● EXERCISE REQUIREMENTS
Look through the listing below for the string "upgrade". Say how many lines hold it, and nothing else.
-- Opening Marker --
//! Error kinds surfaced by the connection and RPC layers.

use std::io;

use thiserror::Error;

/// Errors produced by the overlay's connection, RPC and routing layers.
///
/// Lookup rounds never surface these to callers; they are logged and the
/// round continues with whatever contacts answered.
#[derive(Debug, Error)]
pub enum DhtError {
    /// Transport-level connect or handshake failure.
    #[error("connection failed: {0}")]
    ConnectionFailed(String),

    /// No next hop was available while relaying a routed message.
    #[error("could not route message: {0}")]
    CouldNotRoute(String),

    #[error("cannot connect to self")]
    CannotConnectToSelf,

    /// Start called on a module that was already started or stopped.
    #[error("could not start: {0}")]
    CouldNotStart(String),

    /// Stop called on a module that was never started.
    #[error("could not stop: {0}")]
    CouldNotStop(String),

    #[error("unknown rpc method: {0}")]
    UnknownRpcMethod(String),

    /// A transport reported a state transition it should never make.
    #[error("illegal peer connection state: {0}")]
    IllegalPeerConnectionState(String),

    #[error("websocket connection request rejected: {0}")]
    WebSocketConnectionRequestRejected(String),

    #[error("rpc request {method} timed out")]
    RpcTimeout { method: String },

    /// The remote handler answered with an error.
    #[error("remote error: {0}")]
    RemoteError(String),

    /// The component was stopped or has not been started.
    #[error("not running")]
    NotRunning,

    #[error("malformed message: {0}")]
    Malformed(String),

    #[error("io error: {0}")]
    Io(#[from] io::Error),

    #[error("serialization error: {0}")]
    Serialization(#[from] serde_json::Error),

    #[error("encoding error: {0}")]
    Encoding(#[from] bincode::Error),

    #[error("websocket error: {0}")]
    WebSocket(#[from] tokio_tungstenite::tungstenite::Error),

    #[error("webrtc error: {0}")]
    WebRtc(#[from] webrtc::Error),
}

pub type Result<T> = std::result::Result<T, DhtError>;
-- Closing Marker --
-- Opening Marker --
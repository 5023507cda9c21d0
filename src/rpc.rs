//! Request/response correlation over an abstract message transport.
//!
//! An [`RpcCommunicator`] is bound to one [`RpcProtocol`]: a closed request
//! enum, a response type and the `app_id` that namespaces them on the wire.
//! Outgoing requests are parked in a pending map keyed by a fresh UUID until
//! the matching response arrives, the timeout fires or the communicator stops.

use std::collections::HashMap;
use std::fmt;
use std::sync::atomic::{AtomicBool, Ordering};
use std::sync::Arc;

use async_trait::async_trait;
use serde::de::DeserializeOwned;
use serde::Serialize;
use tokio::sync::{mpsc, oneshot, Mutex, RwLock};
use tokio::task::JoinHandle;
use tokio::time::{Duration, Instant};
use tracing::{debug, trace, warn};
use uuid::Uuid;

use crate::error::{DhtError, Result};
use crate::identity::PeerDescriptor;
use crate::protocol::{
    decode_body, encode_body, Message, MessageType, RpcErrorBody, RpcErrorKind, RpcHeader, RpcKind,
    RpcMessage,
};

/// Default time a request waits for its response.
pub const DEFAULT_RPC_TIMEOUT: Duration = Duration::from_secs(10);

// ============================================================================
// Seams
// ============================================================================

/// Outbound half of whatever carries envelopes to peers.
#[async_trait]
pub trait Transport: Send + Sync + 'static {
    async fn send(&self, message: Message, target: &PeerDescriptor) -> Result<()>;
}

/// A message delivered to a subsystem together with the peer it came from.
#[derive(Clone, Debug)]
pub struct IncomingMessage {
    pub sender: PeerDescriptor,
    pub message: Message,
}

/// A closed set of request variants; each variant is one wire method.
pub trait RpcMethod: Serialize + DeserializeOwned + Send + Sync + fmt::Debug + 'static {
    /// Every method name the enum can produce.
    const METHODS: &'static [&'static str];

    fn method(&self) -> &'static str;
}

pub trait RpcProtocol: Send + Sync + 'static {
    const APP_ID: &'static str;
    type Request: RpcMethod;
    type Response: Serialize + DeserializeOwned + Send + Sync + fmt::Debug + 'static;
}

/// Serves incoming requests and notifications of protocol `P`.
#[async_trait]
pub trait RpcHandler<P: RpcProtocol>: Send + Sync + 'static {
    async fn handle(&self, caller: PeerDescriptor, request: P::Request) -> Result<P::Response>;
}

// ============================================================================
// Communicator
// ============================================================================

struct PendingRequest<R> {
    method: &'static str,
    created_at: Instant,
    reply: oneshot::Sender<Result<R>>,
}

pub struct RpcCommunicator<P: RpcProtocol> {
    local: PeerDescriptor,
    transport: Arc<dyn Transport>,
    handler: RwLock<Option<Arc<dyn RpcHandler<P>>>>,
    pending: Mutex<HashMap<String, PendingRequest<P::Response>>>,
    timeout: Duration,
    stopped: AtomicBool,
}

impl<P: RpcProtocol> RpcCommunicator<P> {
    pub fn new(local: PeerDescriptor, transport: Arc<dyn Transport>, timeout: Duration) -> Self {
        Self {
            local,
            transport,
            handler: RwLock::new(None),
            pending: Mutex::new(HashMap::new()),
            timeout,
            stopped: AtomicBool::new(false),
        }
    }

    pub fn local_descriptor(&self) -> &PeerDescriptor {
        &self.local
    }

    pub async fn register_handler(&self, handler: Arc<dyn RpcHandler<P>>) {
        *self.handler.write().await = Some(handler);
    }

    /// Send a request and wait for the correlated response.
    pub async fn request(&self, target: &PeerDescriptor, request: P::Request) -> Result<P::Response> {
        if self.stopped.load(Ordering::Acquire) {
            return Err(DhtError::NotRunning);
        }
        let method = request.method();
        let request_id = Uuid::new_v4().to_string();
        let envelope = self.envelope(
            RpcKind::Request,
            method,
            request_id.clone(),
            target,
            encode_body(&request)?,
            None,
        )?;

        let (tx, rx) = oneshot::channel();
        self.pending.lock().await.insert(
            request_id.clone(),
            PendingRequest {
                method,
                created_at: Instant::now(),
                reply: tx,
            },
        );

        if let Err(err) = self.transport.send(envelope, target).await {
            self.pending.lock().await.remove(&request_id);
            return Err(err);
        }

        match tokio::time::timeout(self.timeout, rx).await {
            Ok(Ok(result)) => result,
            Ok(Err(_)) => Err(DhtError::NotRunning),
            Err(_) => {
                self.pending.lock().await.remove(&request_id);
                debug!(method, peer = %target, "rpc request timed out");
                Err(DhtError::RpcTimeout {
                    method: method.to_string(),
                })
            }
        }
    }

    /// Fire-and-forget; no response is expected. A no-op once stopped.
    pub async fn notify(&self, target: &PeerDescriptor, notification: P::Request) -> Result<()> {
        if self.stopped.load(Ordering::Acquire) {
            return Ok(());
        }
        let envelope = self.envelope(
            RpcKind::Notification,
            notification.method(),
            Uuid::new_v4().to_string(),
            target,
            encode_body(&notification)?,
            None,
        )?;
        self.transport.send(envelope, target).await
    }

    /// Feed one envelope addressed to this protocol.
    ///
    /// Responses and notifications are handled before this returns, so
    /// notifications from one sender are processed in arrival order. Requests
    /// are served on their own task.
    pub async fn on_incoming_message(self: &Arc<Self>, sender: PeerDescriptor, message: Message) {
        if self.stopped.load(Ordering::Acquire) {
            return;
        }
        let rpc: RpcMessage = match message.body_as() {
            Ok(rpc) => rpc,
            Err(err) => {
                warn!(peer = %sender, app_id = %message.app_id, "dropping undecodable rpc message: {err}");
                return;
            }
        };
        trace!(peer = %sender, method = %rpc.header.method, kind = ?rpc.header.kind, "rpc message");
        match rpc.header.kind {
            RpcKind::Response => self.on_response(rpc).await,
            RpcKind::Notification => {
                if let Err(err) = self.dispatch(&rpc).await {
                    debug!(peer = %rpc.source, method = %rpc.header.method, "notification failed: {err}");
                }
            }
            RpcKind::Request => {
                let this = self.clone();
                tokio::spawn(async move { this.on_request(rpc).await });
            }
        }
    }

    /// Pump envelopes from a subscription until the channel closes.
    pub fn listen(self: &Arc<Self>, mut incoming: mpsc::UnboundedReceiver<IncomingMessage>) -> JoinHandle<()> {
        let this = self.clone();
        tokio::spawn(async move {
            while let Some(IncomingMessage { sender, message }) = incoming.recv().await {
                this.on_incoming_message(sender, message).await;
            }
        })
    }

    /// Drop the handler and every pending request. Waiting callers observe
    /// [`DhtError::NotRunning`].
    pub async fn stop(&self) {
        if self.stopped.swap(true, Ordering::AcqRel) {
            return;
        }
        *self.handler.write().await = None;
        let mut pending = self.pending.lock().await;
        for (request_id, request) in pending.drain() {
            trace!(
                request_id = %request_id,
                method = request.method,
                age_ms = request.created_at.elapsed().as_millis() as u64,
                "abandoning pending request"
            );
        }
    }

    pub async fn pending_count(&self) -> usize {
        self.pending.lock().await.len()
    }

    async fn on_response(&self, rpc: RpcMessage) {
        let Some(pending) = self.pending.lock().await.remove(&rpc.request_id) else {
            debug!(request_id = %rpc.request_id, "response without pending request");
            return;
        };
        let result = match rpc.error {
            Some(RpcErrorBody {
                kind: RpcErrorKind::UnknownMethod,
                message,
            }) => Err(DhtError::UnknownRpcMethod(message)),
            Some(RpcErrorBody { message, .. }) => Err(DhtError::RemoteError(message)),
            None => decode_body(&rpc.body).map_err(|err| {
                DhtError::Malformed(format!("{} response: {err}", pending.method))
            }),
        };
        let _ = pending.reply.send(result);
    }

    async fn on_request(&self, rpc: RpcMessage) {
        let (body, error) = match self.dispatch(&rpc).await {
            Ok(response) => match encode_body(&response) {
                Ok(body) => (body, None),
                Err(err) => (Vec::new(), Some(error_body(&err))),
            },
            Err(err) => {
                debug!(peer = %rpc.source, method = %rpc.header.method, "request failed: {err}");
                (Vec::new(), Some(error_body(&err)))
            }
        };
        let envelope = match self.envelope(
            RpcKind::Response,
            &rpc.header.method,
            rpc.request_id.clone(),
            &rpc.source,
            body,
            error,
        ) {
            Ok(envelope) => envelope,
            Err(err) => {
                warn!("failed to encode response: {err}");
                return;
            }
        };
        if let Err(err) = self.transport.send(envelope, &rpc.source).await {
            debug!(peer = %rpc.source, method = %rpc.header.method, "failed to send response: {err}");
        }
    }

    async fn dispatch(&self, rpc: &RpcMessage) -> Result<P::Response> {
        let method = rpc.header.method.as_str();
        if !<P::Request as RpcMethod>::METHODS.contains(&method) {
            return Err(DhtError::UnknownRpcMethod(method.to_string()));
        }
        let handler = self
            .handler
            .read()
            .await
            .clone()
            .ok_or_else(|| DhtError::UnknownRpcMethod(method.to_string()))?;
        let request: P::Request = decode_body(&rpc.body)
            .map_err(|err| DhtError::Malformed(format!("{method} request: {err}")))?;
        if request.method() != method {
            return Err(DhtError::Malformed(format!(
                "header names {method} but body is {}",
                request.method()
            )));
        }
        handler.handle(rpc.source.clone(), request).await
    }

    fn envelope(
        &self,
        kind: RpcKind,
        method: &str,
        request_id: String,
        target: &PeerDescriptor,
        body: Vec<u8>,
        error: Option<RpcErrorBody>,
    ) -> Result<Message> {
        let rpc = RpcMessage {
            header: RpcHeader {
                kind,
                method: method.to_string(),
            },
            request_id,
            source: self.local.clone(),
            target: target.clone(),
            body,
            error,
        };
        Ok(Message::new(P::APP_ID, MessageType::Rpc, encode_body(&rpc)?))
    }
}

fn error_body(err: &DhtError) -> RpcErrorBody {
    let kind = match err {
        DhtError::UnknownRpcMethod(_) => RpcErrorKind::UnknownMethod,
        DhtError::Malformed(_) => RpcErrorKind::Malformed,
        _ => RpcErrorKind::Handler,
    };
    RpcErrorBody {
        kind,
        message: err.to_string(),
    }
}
-- Closing Marker --
-- Opening Marker --
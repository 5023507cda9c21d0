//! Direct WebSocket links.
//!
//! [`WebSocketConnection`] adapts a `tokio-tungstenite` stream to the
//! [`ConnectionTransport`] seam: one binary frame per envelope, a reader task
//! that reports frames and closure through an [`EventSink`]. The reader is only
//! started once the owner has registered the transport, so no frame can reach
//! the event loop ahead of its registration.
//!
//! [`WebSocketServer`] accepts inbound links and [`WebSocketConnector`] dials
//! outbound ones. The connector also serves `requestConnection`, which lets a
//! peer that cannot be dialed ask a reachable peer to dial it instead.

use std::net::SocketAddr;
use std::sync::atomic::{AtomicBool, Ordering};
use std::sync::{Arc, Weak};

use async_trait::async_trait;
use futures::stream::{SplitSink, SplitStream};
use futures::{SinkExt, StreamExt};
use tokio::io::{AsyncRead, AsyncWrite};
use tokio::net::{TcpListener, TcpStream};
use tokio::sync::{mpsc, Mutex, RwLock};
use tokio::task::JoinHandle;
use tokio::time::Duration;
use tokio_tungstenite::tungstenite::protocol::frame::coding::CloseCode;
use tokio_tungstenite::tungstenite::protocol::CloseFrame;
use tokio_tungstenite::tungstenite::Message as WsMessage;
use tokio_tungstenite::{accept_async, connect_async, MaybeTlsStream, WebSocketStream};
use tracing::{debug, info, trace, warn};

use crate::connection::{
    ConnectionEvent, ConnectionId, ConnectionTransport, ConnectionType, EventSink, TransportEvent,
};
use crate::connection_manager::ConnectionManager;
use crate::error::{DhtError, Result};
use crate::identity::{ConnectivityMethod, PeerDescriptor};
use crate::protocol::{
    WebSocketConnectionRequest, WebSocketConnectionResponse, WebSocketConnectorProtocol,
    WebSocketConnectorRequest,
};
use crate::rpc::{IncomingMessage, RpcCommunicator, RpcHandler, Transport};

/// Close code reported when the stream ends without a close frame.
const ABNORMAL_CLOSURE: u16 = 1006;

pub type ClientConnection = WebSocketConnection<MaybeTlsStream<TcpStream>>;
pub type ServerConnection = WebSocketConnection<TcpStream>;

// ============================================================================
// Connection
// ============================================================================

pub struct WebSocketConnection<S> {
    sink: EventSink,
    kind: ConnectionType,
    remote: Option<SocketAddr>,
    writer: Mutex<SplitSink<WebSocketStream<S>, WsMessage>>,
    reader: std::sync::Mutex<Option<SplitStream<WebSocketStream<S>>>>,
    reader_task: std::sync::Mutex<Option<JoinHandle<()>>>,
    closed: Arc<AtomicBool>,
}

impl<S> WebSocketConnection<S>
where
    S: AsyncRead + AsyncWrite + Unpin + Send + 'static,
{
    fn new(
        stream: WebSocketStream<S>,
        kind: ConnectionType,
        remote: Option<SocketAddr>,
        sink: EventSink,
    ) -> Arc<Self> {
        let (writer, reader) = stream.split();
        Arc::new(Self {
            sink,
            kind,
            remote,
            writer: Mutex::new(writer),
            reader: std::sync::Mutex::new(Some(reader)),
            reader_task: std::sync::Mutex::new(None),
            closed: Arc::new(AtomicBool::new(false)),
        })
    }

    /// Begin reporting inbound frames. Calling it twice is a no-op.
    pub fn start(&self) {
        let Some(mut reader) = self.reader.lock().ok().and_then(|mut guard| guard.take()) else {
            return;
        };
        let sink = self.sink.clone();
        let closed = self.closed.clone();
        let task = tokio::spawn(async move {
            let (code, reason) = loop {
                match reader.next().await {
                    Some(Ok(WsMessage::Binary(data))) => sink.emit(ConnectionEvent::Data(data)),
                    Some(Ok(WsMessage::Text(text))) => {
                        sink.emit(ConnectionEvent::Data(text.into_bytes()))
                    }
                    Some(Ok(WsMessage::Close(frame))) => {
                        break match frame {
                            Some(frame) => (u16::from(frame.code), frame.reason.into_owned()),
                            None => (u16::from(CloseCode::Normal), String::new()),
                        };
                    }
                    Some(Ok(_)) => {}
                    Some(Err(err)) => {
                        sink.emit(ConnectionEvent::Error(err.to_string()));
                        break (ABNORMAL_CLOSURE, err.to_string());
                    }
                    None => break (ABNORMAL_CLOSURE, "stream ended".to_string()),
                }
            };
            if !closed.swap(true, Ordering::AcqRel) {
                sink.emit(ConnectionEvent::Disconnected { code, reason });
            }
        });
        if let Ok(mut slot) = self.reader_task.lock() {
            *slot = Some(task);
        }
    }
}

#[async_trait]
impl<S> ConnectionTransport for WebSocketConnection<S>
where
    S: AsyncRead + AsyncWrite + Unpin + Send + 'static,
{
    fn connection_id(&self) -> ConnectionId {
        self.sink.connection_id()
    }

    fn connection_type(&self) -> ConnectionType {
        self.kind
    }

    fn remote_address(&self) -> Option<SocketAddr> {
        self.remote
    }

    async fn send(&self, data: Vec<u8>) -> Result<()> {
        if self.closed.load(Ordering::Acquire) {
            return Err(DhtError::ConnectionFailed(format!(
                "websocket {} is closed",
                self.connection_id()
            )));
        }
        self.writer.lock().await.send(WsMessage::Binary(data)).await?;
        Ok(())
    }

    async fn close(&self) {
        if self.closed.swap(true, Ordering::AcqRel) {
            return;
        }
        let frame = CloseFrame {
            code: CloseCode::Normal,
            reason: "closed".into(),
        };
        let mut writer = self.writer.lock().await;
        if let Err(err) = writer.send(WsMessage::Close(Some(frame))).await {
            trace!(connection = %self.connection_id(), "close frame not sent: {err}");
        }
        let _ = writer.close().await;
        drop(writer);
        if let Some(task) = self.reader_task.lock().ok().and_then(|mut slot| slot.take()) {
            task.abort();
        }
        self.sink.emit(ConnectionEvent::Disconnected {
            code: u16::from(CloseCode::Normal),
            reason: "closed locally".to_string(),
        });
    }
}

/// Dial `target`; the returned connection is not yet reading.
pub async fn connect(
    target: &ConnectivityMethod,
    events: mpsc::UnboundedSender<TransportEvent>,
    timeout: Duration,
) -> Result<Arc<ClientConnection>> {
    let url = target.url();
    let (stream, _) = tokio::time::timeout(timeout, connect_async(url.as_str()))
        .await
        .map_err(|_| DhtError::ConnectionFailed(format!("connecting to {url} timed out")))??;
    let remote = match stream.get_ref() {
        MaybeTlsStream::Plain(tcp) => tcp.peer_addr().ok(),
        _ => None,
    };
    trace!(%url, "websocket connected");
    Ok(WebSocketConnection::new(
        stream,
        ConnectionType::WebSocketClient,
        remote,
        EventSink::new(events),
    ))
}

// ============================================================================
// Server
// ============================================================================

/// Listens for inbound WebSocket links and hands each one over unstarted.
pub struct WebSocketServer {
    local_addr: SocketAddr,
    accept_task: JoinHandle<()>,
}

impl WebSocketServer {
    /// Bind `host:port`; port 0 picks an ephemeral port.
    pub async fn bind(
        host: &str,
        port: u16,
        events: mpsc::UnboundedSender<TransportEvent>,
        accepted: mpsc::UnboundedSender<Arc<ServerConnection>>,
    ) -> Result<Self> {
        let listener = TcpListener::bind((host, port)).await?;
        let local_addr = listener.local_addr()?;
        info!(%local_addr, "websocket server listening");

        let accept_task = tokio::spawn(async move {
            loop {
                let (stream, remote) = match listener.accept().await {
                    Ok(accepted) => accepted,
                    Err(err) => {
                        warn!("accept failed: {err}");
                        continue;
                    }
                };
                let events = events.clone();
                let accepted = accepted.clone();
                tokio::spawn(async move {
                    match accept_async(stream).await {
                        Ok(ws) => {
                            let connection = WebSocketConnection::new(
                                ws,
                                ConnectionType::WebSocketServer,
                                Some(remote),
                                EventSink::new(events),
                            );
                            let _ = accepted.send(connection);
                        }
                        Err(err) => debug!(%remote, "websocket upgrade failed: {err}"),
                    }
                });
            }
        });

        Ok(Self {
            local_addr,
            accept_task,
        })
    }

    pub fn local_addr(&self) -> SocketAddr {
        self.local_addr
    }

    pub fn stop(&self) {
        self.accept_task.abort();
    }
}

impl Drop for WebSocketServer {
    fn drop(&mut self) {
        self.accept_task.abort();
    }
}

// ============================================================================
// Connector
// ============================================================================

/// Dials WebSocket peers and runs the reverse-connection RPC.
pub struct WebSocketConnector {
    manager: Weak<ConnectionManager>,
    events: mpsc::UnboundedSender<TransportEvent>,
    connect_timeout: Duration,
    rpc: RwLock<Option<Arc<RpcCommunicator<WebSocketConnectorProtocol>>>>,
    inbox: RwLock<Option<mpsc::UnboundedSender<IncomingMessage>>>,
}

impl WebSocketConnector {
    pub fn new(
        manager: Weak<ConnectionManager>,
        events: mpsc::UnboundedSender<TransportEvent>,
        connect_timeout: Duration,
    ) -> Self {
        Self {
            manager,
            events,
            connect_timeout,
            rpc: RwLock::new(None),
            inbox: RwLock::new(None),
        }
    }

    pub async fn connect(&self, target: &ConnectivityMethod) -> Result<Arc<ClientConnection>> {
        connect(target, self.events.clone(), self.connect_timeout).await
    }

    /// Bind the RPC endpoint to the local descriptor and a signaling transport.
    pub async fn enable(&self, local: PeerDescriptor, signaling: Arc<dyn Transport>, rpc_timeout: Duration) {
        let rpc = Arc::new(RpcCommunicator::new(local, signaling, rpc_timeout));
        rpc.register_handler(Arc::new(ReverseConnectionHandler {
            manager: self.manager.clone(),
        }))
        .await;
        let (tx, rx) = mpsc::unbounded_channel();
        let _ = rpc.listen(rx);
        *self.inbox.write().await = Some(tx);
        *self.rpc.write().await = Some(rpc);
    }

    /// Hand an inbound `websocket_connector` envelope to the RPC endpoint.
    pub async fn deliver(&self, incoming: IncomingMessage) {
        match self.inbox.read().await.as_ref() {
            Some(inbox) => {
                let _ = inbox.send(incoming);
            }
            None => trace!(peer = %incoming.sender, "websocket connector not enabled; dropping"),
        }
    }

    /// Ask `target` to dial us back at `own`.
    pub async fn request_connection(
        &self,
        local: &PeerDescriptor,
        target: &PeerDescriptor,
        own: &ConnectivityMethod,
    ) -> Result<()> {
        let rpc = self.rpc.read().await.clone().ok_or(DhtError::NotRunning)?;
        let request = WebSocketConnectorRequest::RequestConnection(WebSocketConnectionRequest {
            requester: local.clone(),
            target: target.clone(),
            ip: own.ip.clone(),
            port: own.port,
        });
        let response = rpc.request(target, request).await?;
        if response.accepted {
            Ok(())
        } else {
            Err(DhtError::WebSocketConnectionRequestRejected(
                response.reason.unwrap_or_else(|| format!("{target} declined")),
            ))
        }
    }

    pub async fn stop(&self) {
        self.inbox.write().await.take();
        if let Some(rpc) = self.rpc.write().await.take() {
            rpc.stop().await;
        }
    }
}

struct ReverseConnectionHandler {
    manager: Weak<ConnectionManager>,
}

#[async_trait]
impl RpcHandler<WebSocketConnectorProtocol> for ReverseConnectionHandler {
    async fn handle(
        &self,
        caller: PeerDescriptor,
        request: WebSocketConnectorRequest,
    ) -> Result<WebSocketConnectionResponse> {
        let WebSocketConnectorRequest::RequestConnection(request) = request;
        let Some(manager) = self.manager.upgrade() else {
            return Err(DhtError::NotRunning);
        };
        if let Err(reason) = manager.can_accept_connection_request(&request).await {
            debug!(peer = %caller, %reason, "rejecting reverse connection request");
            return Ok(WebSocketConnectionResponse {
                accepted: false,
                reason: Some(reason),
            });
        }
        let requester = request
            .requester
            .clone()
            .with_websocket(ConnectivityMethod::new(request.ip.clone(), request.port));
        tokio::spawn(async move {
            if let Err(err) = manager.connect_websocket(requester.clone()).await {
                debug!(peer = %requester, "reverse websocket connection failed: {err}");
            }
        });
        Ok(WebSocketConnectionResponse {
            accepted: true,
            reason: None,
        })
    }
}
-- Closing Marker --
● YOUR SOLUTION
2